Nous voilà un peu rassurés. Je poursuis, et enfin elle s’offre à nous, en plein soleil : la Grande Brèche ! Satisfaction d’en avoir terminé avec ce « toboggan », satisfaction d’être enfin arrosé par les rayons lumineux qui nous fuyaient dans tout ce versant Nord du petit pic d’Ansabère. Nous ne nous étions pas trompé d‘itinéraire. L’hiver, la montagne n’est vraiment plus la même…
Nous regardons la montre : 12h30 ! Le calcul est rapidement fait ; compte tenu des difficultés, le temps de monter au sommet de la petite aiguille, de revenir à la Grande Brèche et de refaire cette satané traversée… le temps ensuite de redescendre au parking etc… etc… Nous réalisons que nous risquons de rentrer avec la nuit. Nous ne désirons pas rentrer si tard, aussi nous décidons de rebrousser chemin. A ce moment, je me souviens de cette belle cheminée et je dis à Boris :

- Ce doit être possible de rejoindre directement le sommet du petit pic, on éviterait la traversée en sens inverse !
- Peut-être, mais nous n’en savons rien, on ne va pas tenter le diable !
- Oui, c’est vrai, rentrons…

Le retour se fait sans problème. Nous revenons jusqu’au haut du couloir qui nous permet de sortir sur la crête du petit pic. Victoire ! La petite aiguille n’est pas « faite » mais le couloir est sorti ! C’était ma première course du genre, et je crois que je n’oublierais jamais ces moments, dans une autre manière de découvrir la montagne.
Boris insiste : nous rejoignons le sommet du petit pic par le versant Ouest.


Ivan et Boris au sommet du Petit Pic d'Ansabère.
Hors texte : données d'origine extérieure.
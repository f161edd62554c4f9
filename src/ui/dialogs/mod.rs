pub mod about;
pub mod font;

use fltk::{app, prelude::*, window::Window};

/// Run a dialog's event loop, automatically closing the dialog if the app
/// is quitting (e.g. user clicks X on the main window while a dialog is open).
pub fn run_dialog(dialog: &Window) {
    while dialog.shown() {
        app::wait();
        if app::should_program_quit() {
            let mut d = dialog.clone();
            d.hide();
        }
    }
}
//! FLTK presentation layer: window, menu, toolbar, status bar and dialogs.

pub mod dialogs;
pub mod file_dialogs;
pub mod main_window;
pub mod menu;
pub mod prompts;
pub mod status_bar;
pub mod theme;
pub mod toolbar;
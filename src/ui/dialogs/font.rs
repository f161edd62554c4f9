use std::cell::RefCell;
use std::rc::Rc;

use fltk::{
    button::Button,
    dialog,
    enums::{Align, CallbackTrigger, FrameType},
    frame::Frame,
    input::IntInput,
    menu::Choice,
    prelude::*,
    window::Window,
};

use crate::app::domain::format::{clamp_font_size, FontChoice, TextStyle, FONT_SIZE_RANGE};
use crate::ui::theme::fltk_font;

const PREVIEW_TEXT: &str = "AaBbYyZz 0123";

/// Parse the size field. Out of range values are clamped, garbage is rejected.
pub fn parse_font_size(input: &str) -> Option<u32> {
    input.trim().parse::<u32>().ok().map(clamp_font_size)
}

/// Show the Font dialog. Returns the chosen family and size, or `None` on cancel.
pub fn show_font_dialog(current: &TextStyle) -> Option<(FontChoice, u32)> {
    let mut dialog_win = Window::default()
        .with_size(320, 200)
        .with_label("Font")
        .center_screen();
    dialog_win.make_modal(true);

    Frame::default()
        .with_pos(15, 15)
        .with_size(60, 25)
        .with_label("Family:")
        .with_align(Align::Left | Align::Inside);
    let mut family = Choice::default().with_pos(80, 15).with_size(225, 25);
    for font in FontChoice::all() {
        family.add_choice(font.display_name());
    }
    family.set_value(current.font.index() as i32);

    Frame::default()
        .with_pos(15, 50)
        .with_size(60, 25)
        .with_label("Size:")
        .with_align(Align::Left | Align::Inside);
    let mut size_input = IntInput::default().with_pos(80, 50).with_size(80, 25);
    size_input.set_value(&current.font_size.to_string());
    Frame::default()
        .with_pos(165, 50)
        .with_size(140, 25)
        .with_label(&format!("({}-{})", FONT_SIZE_RANGE.start(), FONT_SIZE_RANGE.end()))
        .with_align(Align::Left | Align::Inside);

    let mut preview = Frame::default().with_pos(15, 85).with_size(290, 60);
    preview.set_frame(FrameType::DownBox);
    preview.set_label(PREVIEW_TEXT);
    preview.set_label_font(fltk_font(current.font));
    preview.set_label_size(current.font_size as i32);

    let mut ok_btn = Button::default().with_pos(125, 160).with_size(85, 28).with_label("OK");
    let mut cancel_btn = Button::default().with_pos(220, 160).with_size(85, 28).with_label("Cancel");

    dialog_win.end();
    dialog_win.show();

    let mut preview_family = preview.clone();
    family.set_callback(move |c| {
        if let Some(font) = FontChoice::from_index(c.value()) {
            preview_family.set_label_font(fltk_font(font));
            preview_family.redraw();
        }
    });

    let mut preview_size = preview.clone();
    size_input.set_trigger(CallbackTrigger::Changed);
    size_input.set_callback(move |i| {
        if let Some(size) = parse_font_size(&i.value()) {
            preview_size.set_label_size(size as i32);
            preview_size.redraw();
        }
    });

    let result = Rc::new(RefCell::new(None));

    let result_ok = result.clone();
    let dialog_ok = dialog_win.clone();
    let family_ok = family.clone();
    let size_ok = size_input.clone();
    ok_btn.set_callback(move |_| {
        let Some(size) = parse_font_size(&size_ok.value()) else {
            dialog::message_default("Please enter a valid font size");
            return;
        };
        let font = FontChoice::from_index(family_ok.value()).unwrap_or_default();
        *result_ok.borrow_mut() = Some((font, size));
        dialog_ok.clone().hide();
    });

    let dialog_cancel = dialog_win.clone();
    cancel_btn.set_callback(move |_| {
        dialog_cancel.clone().hide();
    });

    dialog_win.set_callback(move |w| {
        w.hide();
    });

    super::run_dialog(&dialog_win);

    let chosen = result.borrow_mut().take();
    chosen
}

#[cfg(test)]
mod tests {
    use super::*;

    #[test]
    fn test_parse_font_size() {
        assert_eq!(parse_font_size("16"), Some(16));
        assert_eq!(parse_font_size(" 12 "), Some(12));
        assert_eq!(parse_font_size("500"), Some(72));
        assert_eq!(parse_font_size("0"), Some(6));
        assert_eq!(parse_font_size("abc"), None);
        assert_eq!(parse_font_size(""), None);
    }
}
use fltk::{
    app::{self, Sender},
    enums::{Color, Event},
    group::{Flex, Pack},
    menu::MenuBar,
    prelude::*,
    text::{TextBuffer, TextEditor},
    window::Window,
};

use crate::app::domain::messages::Message;
use crate::app::domain::session::{APP_NAME, UNTITLED_NAME};
use crate::app::domain::settings::WindowGeometry;
use super::menu::build_menu;
use super::status_bar::{StatusBar, STATUS_BAR_HEIGHT};
use super::toolbar::{build_toolbar, TOOLBAR_HEIGHT};

const MENU_HEIGHT: i32 = 30;

pub struct MainWidgets {
    pub wind: Window,
    pub flex: Flex,
    pub menu: MenuBar,
    pub toolbar: Pack,
    pub text_editor: TextEditor,
    pub buffer: TextBuffer,
    pub status_bar: StatusBar,
}

pub fn build_main_window(sender: &Sender<Message>) -> MainWidgets {
    let geometry = WindowGeometry::default();
    let mut wind = Window::new(
        geometry.x,
        geometry.y,
        geometry.width,
        geometry.height,
        None,
    );
    wind.set_label(&format!("{} - {}", UNTITLED_NAME, APP_NAME));
    wind.set_xclass(APP_NAME);

    let mut flex = Flex::new(0, 0, geometry.width, geometry.height, None);
    flex.set_type(fltk::group::FlexType::Column);

    let mut menu = MenuBar::new(0, 0, 0, MENU_HEIGHT, "");
    build_menu(&mut menu, sender);
    flex.fixed(&menu, MENU_HEIGHT);

    let toolbar = build_toolbar(sender);
    flex.fixed(&toolbar, TOOLBAR_HEIGHT);

    let buffer = TextBuffer::default();
    let mut text_editor = TextEditor::new(0, 0, 0, 0, "");
    text_editor.set_buffer(buffer.clone());
    text_editor.set_selection_color(Color::from_rgb(173, 216, 230));

    let status_bar = StatusBar::new();
    flex.fixed(status_bar.widget(), STATUS_BAR_HEIGHT);

    flex.end();
    wind.resizable(&flex);
    wind.end();

    // The close button routes through the discard gate instead of closing directly.
    wind.set_callback({
        let s = *sender;
        move |_| {
            if app::event() == Event::Close {
                s.send(Message::WindowClose);
            }
        }
    });

    MainWidgets {
        wind,
        flex,
        menu,
        toolbar,
        text_editor,
        buffer,
        status_bar,
    }
}

/// Move and size the window to a persisted geometry.
pub fn apply_geometry(wind: &mut Window, geometry: &WindowGeometry) {
    wind.resize(geometry.x, geometry.y, geometry.width, geometry.height);
}

pub fn current_geometry(wind: &Window) -> WindowGeometry {
    WindowGeometry {
        x: wind.x(),
        y: wind.y(),
        width: wind.w(),
        height: wind.h(),
    }
}
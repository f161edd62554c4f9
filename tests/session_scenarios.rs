//! End-to-end document lifecycle through the public controller API, with
//! in-memory stand-ins for the editor, dialogs and settings store.

use std::collections::VecDeque;
use std::fs;
use std::path::PathBuf;

use plain_pad::app::{
    AppError, FsStorage, Result, SaveChoice, SessionController, SessionState, SettingsStore,
    TextSurface, UserPrompts, WindowGeometry,
};
use tempfile::TempDir;

#[derive(Default)]
struct Buffer(String);

impl TextSurface for Buffer {
    fn text(&self) -> String {
        self.0.clone()
    }

    fn set_text(&mut self, text: &str) {
        self.0 = text.to_string();
    }
}

#[derive(Default)]
struct User {
    open: VecDeque<PathBuf>,
    save: VecDeque<PathBuf>,
    answers: VecDeque<SaveChoice>,
    prompts: usize,
    errors: Vec<String>,
}

impl UserPrompts for User {
    fn choose_open_path(&mut self) -> Option<PathBuf> {
        self.open.pop_front()
    }

    fn choose_save_path(&mut self) -> Option<PathBuf> {
        self.save.pop_front()
    }

    fn ask_save_changes(&mut self) -> SaveChoice {
        self.prompts += 1;
        self.answers.pop_front().unwrap_or(SaveChoice::Cancel)
    }

    fn report_error(&mut self, error: &AppError) {
        self.errors.push(error.to_string());
    }
}

#[derive(Default)]
struct Geometry(Option<WindowGeometry>);

impl SettingsStore for Geometry {
    fn load_geometry(&self) -> WindowGeometry {
        self.0.unwrap_or_default()
    }

    fn save_geometry(&mut self, geometry: &WindowGeometry) -> Result<()> {
        self.0 = Some(*geometry);
        Ok(())
    }
}

type Editor = SessionController<Buffer, User, FsStorage, Geometry>;

fn editor() -> Editor {
    SessionController::new(Buffer::default(), User::default(), FsStorage, Geometry::default())
}

fn type_text(e: &mut Editor, text: &str) {
    e.surface_mut().0.push_str(text);
    e.mark_modified();
}

#[test]
fn test_type_save_as_then_close_without_prompt() {
    let dir = TempDir::new().unwrap();
    let path = dir.path().join("a.txt");
    let mut e = editor();
    assert_eq!(e.state(), SessionState::UntitledClean);

    type_text(&mut e, "hello");
    assert!(e.session().is_modified());

    e.prompts_mut().save.push_back(path.clone());
    assert!(e.save_as());
    assert!(!e.session().is_modified());
    assert_eq!(e.session().current_file(), Some(path.as_path()));

    assert!(e.request_close(WindowGeometry::default()));
    assert_eq!(e.prompts_mut().prompts, 0);
}

#[test]
fn test_open_nonexistent_reports_read_error() {
    let mut e = editor();
    e.prompts_mut().open.push_back(PathBuf::from("/no/such/file"));

    assert!(!e.open());
    assert_eq!(e.state(), SessionState::UntitledClean);
    let errors = &e.prompts_mut().errors;
    assert_eq!(errors.len(), 1);
    assert!(errors[0].starts_with("Cannot read file /no/such/file"));
}

#[test]
fn test_save_then_open_round_trips_content() {
    let dir = TempDir::new().unwrap();
    let path = dir.path().join("round.txt");
    let content = "first line\nsecond line\n\n  indented\ttab\n";

    let mut writer = editor();
    type_text(&mut writer, content);
    writer.prompts_mut().save.push_back(path.clone());
    assert!(writer.save());

    let mut reader = editor();
    reader.prompts_mut().open.push_back(path.clone());
    assert!(reader.open());
    assert_eq!(reader.surface().text(), content);
    assert_eq!(reader.state(), SessionState::NamedClean);
}

#[test]
fn test_untitled_save_equals_save_as() {
    let dir = TempDir::new().unwrap();
    let via_save = dir.path().join("save.txt");
    let via_save_as = dir.path().join("save_as.txt");

    let mut a = editor();
    type_text(&mut a, "same");
    a.prompts_mut().save.push_back(via_save.clone());
    assert!(a.save());

    let mut b = editor();
    type_text(&mut b, "same");
    b.prompts_mut().save.push_back(via_save_as.clone());
    assert!(b.save_as());

    assert_eq!(fs::read(&via_save).unwrap(), fs::read(&via_save_as).unwrap());
    assert_eq!(a.state(), b.state());
}

#[test]
fn test_cancel_on_dirty_close_keeps_editing() {
    let mut e = editor();
    type_text(&mut e, "unsaved");
    e.prompts_mut().answers.push_back(SaveChoice::Cancel);

    assert!(!e.request_close(WindowGeometry { x: 1, y: 1, width: 10, height: 10 }));
    assert_eq!(e.state(), SessionState::UntitledDirty);
    assert_eq!(e.surface().text(), "unsaved");
    assert_eq!(e.geometry(), WindowGeometry::default());
}

#[test]
fn test_dirty_open_with_save_writes_before_loading() {
    let dir = TempDir::new().unwrap();
    let draft = dir.path().join("draft.txt");
    let other = dir.path().join("other.txt");
    fs::write(&other, "other file").unwrap();

    let mut e = editor();
    type_text(&mut e, "draft text");
    e.prompts_mut().answers.push_back(SaveChoice::Save);
    e.prompts_mut().save.push_back(draft.clone());
    e.prompts_mut().open.push_back(other.clone());

    assert!(e.open());
    assert_eq!(fs::read_to_string(&draft).unwrap(), "draft text");
    assert_eq!(e.surface().text(), "other file");
    assert_eq!(e.session().current_file(), Some(other.as_path()));
}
Après avoir profité de ces instants éphémères, nous redescendons. Il est tôt, ce qui nous laisse le temps d’une halte à Lescun, chez François Carrafancq, afin de lui conter notre journée.
Il nous reçoit fort bien, comme à chaque fois, et nous racontons ce couloir. Je repense alors à cette cheminée que je voyais depuis la traversée, et je lui demande :

- Est-ce que ça passe depuis la brèche et directement jusqu’au sommet du petit pic ?
- Oh oui ! C’est pas dur, c’est du IV…
- Parce qu’avec Boris, on a vu une belle cheminée et je suis certain que ça doit « passer » en escalade…
- Oui ça passe, mais attention ! l’hiver c’est une autre histoire !
- Oui, on sait, on a vu sur la traversée… Rien à voir avec l’été…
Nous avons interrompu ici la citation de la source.